MTU, fragmentation, and pairing with ping
Shrink probe sizes to spot fragmentation clues, then confirm with targeted ping tests that check PMTU. If TCP succeeds but UDP fails, treat that as strong evidence of ACLs or protocol-specific filtering.
- Run repeated traces and note any consistent outlier hop number — that’s your escalation point.
- Keep a short command set in your notes: -n -q 5 -w 2 for quick, reliable samples.
- Document results and the exact commands so on-call engineers can reproduce findings.
Cross-platform note: comparing Linux tools with Windows tracert
When Windows is the only endpoint, its built-in tracert command gives a fast, shareable route snapshot.
Tracert mirrors the TTL-incrementing method and shows hop address, name, and timing. It uses icmp only, so you cannot change the protocol or probe a specific port like you can with traceroute.
That simplicity makes tracert handy on a help desk machine or a Windows server with no extra tools installed. Run it to capture the hop sequence and save the output for escalation.
- Quick example: a tech runs tracert example.com to collect hop addresses and names for triage.
- If tracert returns asterisks because ICMP is filtered, try traceroute from a Linux or alternative system with TCP/UDP probes.
- Collect both Windows and traceroute outputs to compare whether the route differs by source or destination.
| Tool | Protocol | When to use |
|---|---|---|
| tracert | ICMP | Quick checks on Windows systems or desktops |
| traceroute | ICMP/UDP/TCP | Deep probes, port or protocol testing |
| Both | — | Save outputs to correlate router sequence and find consistent problem points |
Putting it all together for reliable, repeatable troubleshooting
A consistent command set and simple documentation turn ad-hoc probes into reliable evidence.

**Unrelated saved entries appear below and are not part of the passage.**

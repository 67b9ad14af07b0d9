#[cfg(test)]
mod tests {
    use crate::battle::engine::resolve_turn;
    use crate::battle::state::{BattleEvent, BattleState, TurnRng};
    use crate::battle::tests::common::{create_test_battle, physical_move, TestPokemonBuilder};
    use crate::player::PlayerAction;
    use crate::pokemon::PokemonType;
    use pretty_assertions::assert_eq;

    /// Fast attacker, slow defender, one tackle each.
    fn crit_test_battle() -> BattleState {
        let attacker = TestPokemonBuilder::new("Luckymon")
            .with_base_speed(90)
            .with_moves(vec![physical_move("tackle", PokemonType::Normal, 40)])
            .build();
        let defender = TestPokemonBuilder::new("Tankmon")
            .with_base_speed(40)
            .with_moves(vec![physical_move("scratch", PokemonType::Normal, 40)])
            .build();
        let mut battle_state = create_test_battle(attacker, defender);
        battle_state.action_queue[0] = Some(PlayerAction::UseMove { move_index: 0 });
        battle_state.action_queue[1] = Some(PlayerAction::UseMove { move_index: 0 });
        battle_state
    }

    fn first_damage_against(events: &[BattleEvent], name: &str) -> u16 {
        events
            .iter()
            .find_map(|e| match e {
                BattleEvent::DamageDealt { target, damage, .. } if target == name => Some(*damage),
                _ => None,
            })
            .expect("attack should deal damage")
    }

    #[test]
    fn test_critical_roll_doubles_damage_and_is_announced() {
        // Identical turns except for the critical die: 6 crits, 7 does not.
        // A max variance roll pins the random factor at exactly 1.0.
        let mut crit_state = crit_test_battle();
        let crit_bus = resolve_turn(
            &mut crit_state,
            TurnRng::new_for_test(vec![50, 6, 100, 50, 50, 50]),
        );

        let mut plain_state = crit_test_battle();
        let plain_bus = resolve_turn(
            &mut plain_state,
            TurnRng::new_for_test(vec![50, 7, 100, 50, 50, 50]),
        );

        let crit_damage = first_damage_against(crit_bus.events(), "Tankmon");
        let plain_damage = first_damage_against(plain_bus.events(), "Tankmon");

        assert_eq!(plain_damage, 29);
        assert_eq!(crit_damage, 58);

        assert!(crit_bus.events().iter().any(|e| matches!(
            e,
            BattleEvent::CriticalHit { attacker } if attacker == "Luckymon"
        )));
        assert!(!plain_bus
            .events()
            .iter()
            .any(|e| matches!(e, BattleEvent::CriticalHit { .. })));
    }

    #[test]
    fn test_critical_announcement_follows_the_damage_events() {
        let mut battle_state = crit_test_battle();
        let bus = resolve_turn(
            &mut battle_state,
            TurnRng::new_for_test(vec![50, 6, 100, 50, 50, 50]),
        );
        let events = bus.events();

        let damage_pos = events
            .iter()
            .position(|e| matches!(e, BattleEvent::DamageDealt { .. }))
            .expect("damage event");
        let effectiveness_pos = events
            .iter()
            .position(|e| matches!(e, BattleEvent::AttackTypeEffectiveness { .. }))
            .expect("effectiveness event");
        let crit_pos = events
            .iter()
            .position(|e| matches!(e, BattleEvent::CriticalHit { .. }))
            .expect("critical hit event");

        assert!(damage_pos < effectiveness_pos);
        assert!(effectiveness_pos < crit_pos);
    }
}
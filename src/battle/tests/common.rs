use crate::battle::state::{BattleState, TurnRng};
use crate::moves::{MoveCategory, MoveData};
use crate::player::{BattlePlayer, PlayerKind};
use crate::pokemon::{BaseStats, PokemonInst, PokemonType, StatusCondition, StatusType};

/// A builder for creating test Pokemon instances with common defaults.
///
/// # Example
/// ```rust,ignore
/// let pokemon = TestPokemonBuilder::new("Pikachu")
///     .with_types(vec![PokemonType::Electric])
///     .with_moves(vec![physical_move("tackle", PokemonType::Normal, 40)])
///     .with_status(StatusCondition::Paralysis)
///     .build();
/// ```
pub struct TestPokemonBuilder {
    name: String,
    level: u8,
    types: Vec<PokemonType>,
    base_stats: BaseStats,
    moves: Vec<MoveData>,
    status: Option<StatusCondition>,
    current_hp: Option<u16>,
}

impl TestPokemonBuilder {
    /// Creates a new builder: a level 50 Normal type with flat base 70
    /// stats and no moves (slots fill with Struggle).
    pub fn new(name: &str) -> Self {
        Self {
            name: name.to_string(),
            level: 50,
            types: vec![PokemonType::Normal],
            base_stats: BaseStats {
                hp: 70,
                attack: 70,
                defense: 70,
                sp_attack: 70,
                sp_defense: 70,
                speed: 70,
            },
            moves: Vec::new(),
            status: None,
            current_hp: None,
        }
    }

    pub fn with_level(mut self, level: u8) -> Self {
        self.level = level;
        self
    }

    pub fn with_types(mut self, types: Vec<PokemonType>) -> Self {
        self.types = types;
        self
    }

    pub fn with_base_stats(mut self, base_stats: BaseStats) -> Self {
        self.base_stats = base_stats;
        self
    }

    /// Overrides only the base speed, for turn order tests.
    pub fn with_base_speed(mut self, speed: u8) -> Self {
        self.base_stats.speed = speed;
        self
    }

    /// Overrides only the base HP, for faint and residual damage tests.
    pub fn with_base_hp(mut self, hp: u8) -> Self {
        self.base_stats.hp = hp;
        self
    }

    pub fn with_moves(mut self, moves: Vec<MoveData>) -> Self {
        self.moves = moves;
        self
    }

    pub fn with_status(mut self, status: StatusCondition) -> Self {
        self.status = Some(status);
        self
    }

    /// Sets the current HP for the test Pokemon. If not set, HP will be max.
    pub fn with_hp(mut self, hp: u16) -> Self {
        self.current_hp = Some(hp);
        self
    }

    /// Builds the `PokemonInst`.
    pub fn build(self) -> PokemonInst {
        let mut pokemon = PokemonInst::new(
            0,
            self.name,
            self.level,
            self.types,
            &self.base_stats,
            self.moves,
        );

        pokemon.status = self.status;
        if let Some(hp) = self.current_hp {
            pokemon.current_hp = hp.min(pokemon.max_hp());
        }

        pokemon
    }
}

/// A plain physical attack with 100 accuracy and 20 PP.
pub fn physical_move(name: &str, move_type: PokemonType, power: u8) -> MoveData {
    MoveData {
        name: name.to_string(),
        move_type,
        category: MoveCategory::Physical,
        power,
        accuracy: 100,
        max_pp: 20,
        ailment: None,
        ailment_chance: 0,
    }
}

/// A plain special attack with 100 accuracy and 20 PP.
pub fn special_move(name: &str, move_type: PokemonType, power: u8) -> MoveData {
    MoveData {
        name: name.to_string(),
        move_type,
        category: MoveCategory::Special,
        power,
        accuracy: 100,
        max_pp: 20,
        ailment: None,
        ailment_chance: 0,
    }
}

/// A pure status move that always inflicts its ailment on hit.
pub fn status_move(name: &str, move_type: PokemonType, ailment: StatusType) -> MoveData {
    MoveData {
        name: name.to_string(),
        move_type,
        category: MoveCategory::Status,
        power: 0,
        accuracy: 100,
        max_pp: 20,
        ailment: Some(ailment),
        ailment_chance: 0,
    }
}

/// A damaging move with a percentage chance of inflicting an ailment.
pub fn move_with_ailment(
    name: &str,
    move_type: PokemonType,
    power: u8,
    ailment: StatusType,
    chance: u8,
) -> MoveData {
    MoveData {
        name: name.to_string(),
        move_type,
        category: MoveCategory::Special,
        power,
        accuracy: 100,
        max_pp: 20,
        ailment: Some(ailment),
        ailment_chance: chance,
    }
}

/// Creates a default test player with a given name and team.
pub fn create_test_player(name: &str, team: Vec<PokemonInst>) -> BattlePlayer {
    BattlePlayer::new(name.to_string(), team, PlayerKind::Human)
}

/// Creates a standard 1v1 battle state for testing.
pub fn create_test_battle(p1_pokemon: PokemonInst, p2_pokemon: PokemonInst) -> BattleState {
    create_test_battle_with_teams(vec![p1_pokemon], vec![p2_pokemon])
}

/// Creates a battle state with full teams on each side.
pub fn create_test_battle_with_teams(
    team1: Vec<PokemonInst>,
    team2: Vec<PokemonInst>,
) -> BattleState {
    let player1 = create_test_player("Player 1", team1);
    let player2 = create_test_player("Player 2", team2);
    BattleState::new(player1, player2)
}

/// Creates a `TurnRng` with a long list of median values. Useful for tests
/// where the specific RNG outcome is not important: every accuracy check
/// hits, nothing crits, paralysis does not immobilize, freeze does not thaw.
pub fn predictable_rng() -> TurnRng {
    TurnRng::new_for_test(vec![50; 100])
}
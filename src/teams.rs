use crate::data::{RonDataSource, TeamBuilder};
use crate::errors::{TeamError, TeamResult};
use crate::player::{BattlePlayer, PlayerKind};
use crate::pokemon::PokemonInst;
use std::collections::HashMap;
use std::sync::LazyLock;

/// A prefab team: a display name and the species that make it up
#[derive(Debug, Clone)]
pub struct TeamTemplate {
    pub display_name: &'static str,
    pub species_ids: [u16; 6],
    pub level: u8,
}

static TEAM_DATA: LazyLock<HashMap<&'static str, TeamTemplate>> = LazyLock::new(|| {
    HashMap::from([
        (
            "demo_kanto_starters",
            TeamTemplate {
                display_name: "Kanto Starters",
                // Venusaur, Charizard, Blastoise, Pikachu, Snorlax, Dragonite
                species_ids: [3, 6, 9, 25, 143, 149],
                level: 50,
            },
        ),
        (
            "demo_tidal_wave",
            TeamTemplate {
                display_name: "Tidal Wave",
                // Squirtle, Blastoise, Starmie, Gyarados, Lapras, Raichu
                species_ids: [7, 9, 121, 130, 131, 26],
                level: 50,
            },
        ),
        (
            "demo_power_trip",
            TeamTemplate {
                display_name: "Power Trip",
                // Arcanine, Alakazam, Machamp, Golem, Gengar, Rhydon
                species_ids: [59, 65, 68, 76, 94, 112],
                level: 50,
            },
        ),
    ])
});

/// Create a team of Pokemon from a team template
pub fn create_team_from_template(team_id: &str) -> Option<Vec<PokemonInst>> {
    let source = RonDataSource::new();
    let builder = TeamBuilder::new(&source);

    TEAM_DATA.get(team_id).map(|template| {
        template
            .species_ids
            .iter()
            .filter_map(|&species_id| builder.build_pokemon(species_id, template.level).ok())
            .collect()
    })
}

/// Get all available team IDs
pub fn get_available_team_ids() -> Vec<String> {
    TEAM_DATA.keys().map(|id| id.to_string()).collect()
}

/// Get team information without creating Pokemon instances
pub fn get_team_info(team_id: &str) -> Option<&'static TeamTemplate> {
    TEAM_DATA.get(team_id)
}

/// Convert a team template into a BattlePlayer for use in battles
pub fn create_battle_player_from_team(
    team_id: &str,
    player_name: String,
    kind: PlayerKind,
) -> TeamResult<BattlePlayer> {
    let team_pokemon = create_team_from_template(team_id)
        .ok_or_else(|| TeamError::UnknownTeam(team_id.to_string()))?;

    if team_pokemon.is_empty() {
        return Err(TeamError::NoUsablePokemon);
    }

    Ok(BattlePlayer::new(player_name, team_pokemon, kind))
}

/// The demo teams, balanced against each other for exhibition battles
pub fn get_demo_team_ids() -> Vec<String> {
    vec![
        "demo_kanto_starters".to_string(),
        "demo_tidal_wave".to_string(),
        "demo_power_trip".to_string(),
    ]
}
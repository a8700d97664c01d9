//! Regularized harmonic regression of a single band.
//!
//! The curve of a segment is
//!
//! ```text
//! y(t) = intercept + slope·t + Σₕ (aₕ·cos(h·ω·t) + bₕ·sin(h·ω·t)),  ω = 2π / 365.2425
//! ```
//!
//! with `h` running up to three harmonics. The coefficients minimize
//! `(1/2n)‖y − ŷ‖² + λ‖β‖₁` over the slope and harmonic terms, the intercept
//! isn't penalized. Columns are centered, the least-squares solution of the
//! normal equations is used as a warm start and covariance coordinate descent
//! applies the L1 penalty.

use std::f64::consts::TAU;

use accurate::{sum::Kahan, traits::SumAccumulator as _};
use ndarray::{Array1, Array2, ArrayView1, Axis};

use crate::{BandModel, CurveQa, Parameters, error::FitError};

/// Highest harmonic the curve supports.
pub const MAX_HARMONICS: usize = 3;

/// Length of every coefficient tuple: slope plus a cosine and sine per harmonic.
pub const COEFFICIENTS: usize = 1 + 2 * MAX_HARMONICS;

/// Mean length of a year in days.
pub const AVERAGE_DAYS_PER_YEAR: f64 = 365.2425;

/// Angular frequency of the first harmonic, in radians per day.
pub const ANGULAR_FREQUENCY: f64 = TAU / AVERAGE_DAYS_PER_YEAR;

/// Remaining fraction of a column's variance below which it counts as collinear.
const COLLINEAR: f64 = 1e-9;

/// Coefficients, intercept included, of a curve with `harmonics` harmonics.
#[must_use]
pub const fn coefficient_count(harmonics: usize) -> usize {
    2 + 2 * harmonics
}

/// Harmonics supported by a segment of `observations`, capped by the configured order.
#[must_use]
pub fn harmonics_for(observations: usize, parameters: &Parameters) -> usize {
    let factor = parameters.observation_factor;

    let harmonics = if observations < coefficient_count(2) * factor {
        1
    } else if observations < coefficient_count(3) * factor {
        2
    } else {
        3
    };

    harmonics.min(parameters.harmonic_order)
}

/// Fitted curve of one band plus its caveats.
#[derive(Debug, Clone, PartialEq)]
pub struct BandFit {
    /// Coefficients and summary statistics.
    pub model: BandModel,
    /// Caveats raised while fitting.
    pub qa: CurveQa,
}

/// Centered design matrix of a run of days, shared by every band.
///
/// Crate internal, [`crate::fit_band`] is the public way to fit a curve.
#[derive(Debug, Clone)]
pub struct Design {
    /// Centered active columns, one row per observation.
    columns: Array2<f64>,
    /// Column means removed by centering.
    means: Array1<f64>,
    /// `columnsᵀ·columns / n`, with the ridge load on the diagonal if one was needed.
    gram: Array2<f64>,
    /// Lower triangular Cholesky factor of `gram`.
    factor: Array2<f64>,
    /// Caveats of the design itself.
    qa: CurveQa,
}

impl Design {
    /// Build the design for a run of days, dropping harmonics or loading the diagonal when singular.
    ///
    /// # Errors
    ///
    /// - When there are fewer days than the lowest order model has coefficients.
    /// - When the normal equations stay singular even with ridge stabilization.
    pub fn new(days: &[i64], harmonics: usize, parameters: &Parameters) -> Result<Self, FitError> {
        let lowest = coefficient_count(1);
        if branches::unlikely(days.len() < lowest) {
            return Err(FitError::Underdetermined {
                observations: days.len(),
                coefficients: lowest,
            });
        }

        // Never ask for more coefficients than observations
        let supported = (days.len() - 2) / 2;
        let mut harmonics = harmonics.clamp(1, MAX_HARMONICS).min(supported);

        loop {
            let (columns, means, gram) = normal_equations(days, harmonics);

            if let Some(factor) = cholesky(&gram) {
                let order = if harmonics < parameters.harmonic_order {
                    CurveQa::REDUCED_ORDER
                } else {
                    CurveQa::FULL_ORDER
                };

                return Ok(Self {
                    columns,
                    means,
                    gram,
                    factor,
                    qa: order,
                });
            }

            if harmonics > 1 {
                tracing::warn!(harmonics, "singular design, dropping a harmonic");
                harmonics -= 1;
                continue;
            }

            // Even the lowest order is singular, load the diagonal
            tracing::warn!("singular design, falling back to ridge");
            let load = parameters.ridge * gram.diag().mean().unwrap_or(0.0);
            let mut gram = gram;
            gram.diag_mut().mapv_inplace(|value| value + load);

            let factor = cholesky(&gram).ok_or(FitError::Singular)?;

            return Ok(Self {
                columns,
                means,
                gram,
                factor,
                qa: CurveQa::RIDGE | CurveQa::REDUCED_ORDER,
            });
        }
    }

    /// Amount of observations.
    #[must_use]
    pub fn len(&self) -> usize {
        self.columns.nrows()
    }

    /// Fit the curve of a band observed on the design's days.
    ///
    /// Callers pass one value per day, [`crate::fit_band`] checks this for outside input.
    #[must_use]
    pub fn fit(&self, values: &[f64], parameters: &Parameters) -> BandFit {
        debug_assert_eq!(values.len(), self.len(), "one value per design row");

        let observations = ArrayView1::from(values);
        #[allow(clippy::cast_precision_loss)]
        let count = values.len() as f64;
        let mean = kahan_sum(values.iter().copied()) / count;
        let centered = observations.mapv(|value| value - mean);

        // Correlation of each column with the observations
        let correlation = self.columns.t().dot(&centered) / count;

        // Least-squares warm start
        let mut beta = solve(&self.factor, &correlation);
        let mut qa = self.qa;
        if !descend(&self.gram, &correlation, &mut beta, centered.view(), parameters) {
            tracing::warn!(
                iterations = parameters.max_iterations,
                "coordinate descent did not converge"
            );
            qa |= CurveQa::NOT_CONVERGED;
        }

        // Residuals of the centered problem are the residuals of the full curve
        let residuals = &centered - &self.columns.dot(&beta);
        let rmse = (kahan_sum(residuals.iter().map(|residual| residual * residual)) / count).sqrt();

        let intercept = mean - beta.dot(&self.means);

        let mut coefficients = [0.0; COEFFICIENTS];
        coefficients[..beta.len()]
            .iter_mut()
            .zip(beta.iter())
            .for_each(|(coefficient, value)| *coefficient = *value);

        let magnitude = coefficients[1..]
            .iter()
            .map(|coefficient| coefficient * coefficient)
            .sum::<f64>()
            .sqrt();

        BandFit {
            model: BandModel {
                coefficients,
                intercept,
                magnitude,
                rmse,
            },
            qa,
        }
    }
}

/// Build the centered columns, their means and the scaled Gram matrix.
fn normal_equations(days: &[i64], harmonics: usize) -> (Array2<f64>, Array1<f64>, Array2<f64>) {
    let width = coefficient_count(harmonics) - 1;

    let mut columns = Array2::zeros((days.len(), width));
    for (mut row, &day) in columns.axis_iter_mut(Axis(0)).zip(days) {
        #[allow(clippy::cast_precision_loss)]
        let day = day as f64;
        row[0] = day;

        for harmonic in 1..=harmonics {
            #[allow(clippy::cast_precision_loss)]
            let angle = harmonic as f64 * ANGULAR_FREQUENCY * day;
            row[2 * harmonic - 1] = angle.cos();
            row[2 * harmonic] = angle.sin();
        }
    }

    let means = columns
        .mean_axis(Axis(0))
        .unwrap_or_else(|| Array1::zeros(width));
    columns -= &means;

    #[allow(clippy::cast_precision_loss)]
    let gram = columns.t().dot(&columns) / days.len() as f64;

    (columns, means, gram)
}

/// Cholesky factorization, `None` when a column is (nearly) a combination of the previous ones.
fn cholesky(matrix: &Array2<f64>) -> Option<Array2<f64>> {
    let size = matrix.nrows();
    let mut lower = Array2::<f64>::zeros((size, size));

    for row in 0..size {
        for column in 0..=row {
            let projected = (0..column)
                .map(|inner| lower[[row, inner]] * lower[[column, inner]])
                .sum::<f64>();

            if row == column {
                let diagonal = matrix[[row, row]];
                let pivot = diagonal - projected;

                // Relative to the column's own variance so the slope's scale doesn't matter
                if branches::unlikely(!(pivot > COLLINEAR * diagonal) || diagonal <= 0.0) {
                    return None;
                }

                lower[[row, row]] = pivot.sqrt();
            } else {
                lower[[row, column]] = (matrix[[row, column]] - projected) / lower[[column, column]];
            }
        }
    }

    Some(lower)
}

/// Solve `L·Lᵀ·x = b` by forward then backward substitution.
fn solve(lower: &Array2<f64>, rhs: &Array1<f64>) -> Array1<f64> {
    let size = rhs.len();

    let mut forward = Array1::<f64>::zeros(size);
    for row in 0..size {
        let known = (0..row)
            .map(|column| lower[[row, column]] * forward[column])
            .sum::<f64>();
        forward[row] = (rhs[row] - known) / lower[[row, row]];
    }

    let mut backward = Array1::<f64>::zeros(size);
    for row in (0..size).rev() {
        let known = (row + 1..size)
            .map(|column| lower[[column, row]] * backward[column])
            .sum::<f64>();
        backward[row] = (forward[row] - known) / lower[[row, row]];
    }

    backward
}

/// Covariance coordinate descent for the L1 penalty, returns whether it converged.
fn descend(
    gram: &Array2<f64>,
    correlation: &Array1<f64>,
    beta: &mut Array1<f64>,
    centered: ArrayView1<f64>,
    parameters: &Parameters,
) -> bool {
    let penalty = parameters.regularization;

    // Changes are measured in fitted value units, relative to the spread of the observations
    #[allow(clippy::cast_precision_loss)]
    let spread = (kahan_sum(centered.iter().map(|value| value * value)) / centered.len() as f64)
        .sqrt();
    let tolerance = parameters.tolerance * spread;

    for _ in 0..parameters.max_iterations {
        let mut largest_change = 0.0_f64;

        for index in 0..beta.len() {
            let diagonal = gram[[index, index]];
            let previous = beta[index];

            // Correlation with the partial residual that excludes this column
            let partial = correlation[index] - gram.row(index).dot(&*beta) + diagonal * previous;
            let updated = soft_threshold(partial, penalty) / diagonal;

            beta[index] = updated;
            largest_change = largest_change.max((updated - previous).abs() * diagonal.sqrt());
        }

        if largest_change <= tolerance {
            return true;
        }
    }

    false
}

/// Shrink towards zero by `threshold`.
#[inline]
fn soft_threshold(value: f64, threshold: f64) -> f64 {
    value.signum() * (value.abs() - threshold).max(0.0)
}

/// Compensated sum.
#[inline]
fn kahan_sum(values: impl Iterator<Item = f64>) -> f64 {
    let mut total = Kahan::zero();
    values.for_each(|value| total += value);

    total.sum()
}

We recommend a short playbook: schedule baseline traceroute linux runs during normal ops, record the number hops and the default options you use, and save traceroute output with exact address and name snippets.
During incidents, run the same command set, compare round-trip time patterns along the path, and repeat probes to reveal load balancing or variance. Use ttl ranges to focus on a suspect node, and try alternate packets and ports to confirm filtering.
Capture annotated outputs in tickets, correlate from another source, and treat the playbook as living documentation—update commands, timeouts, and depth as your network evolves.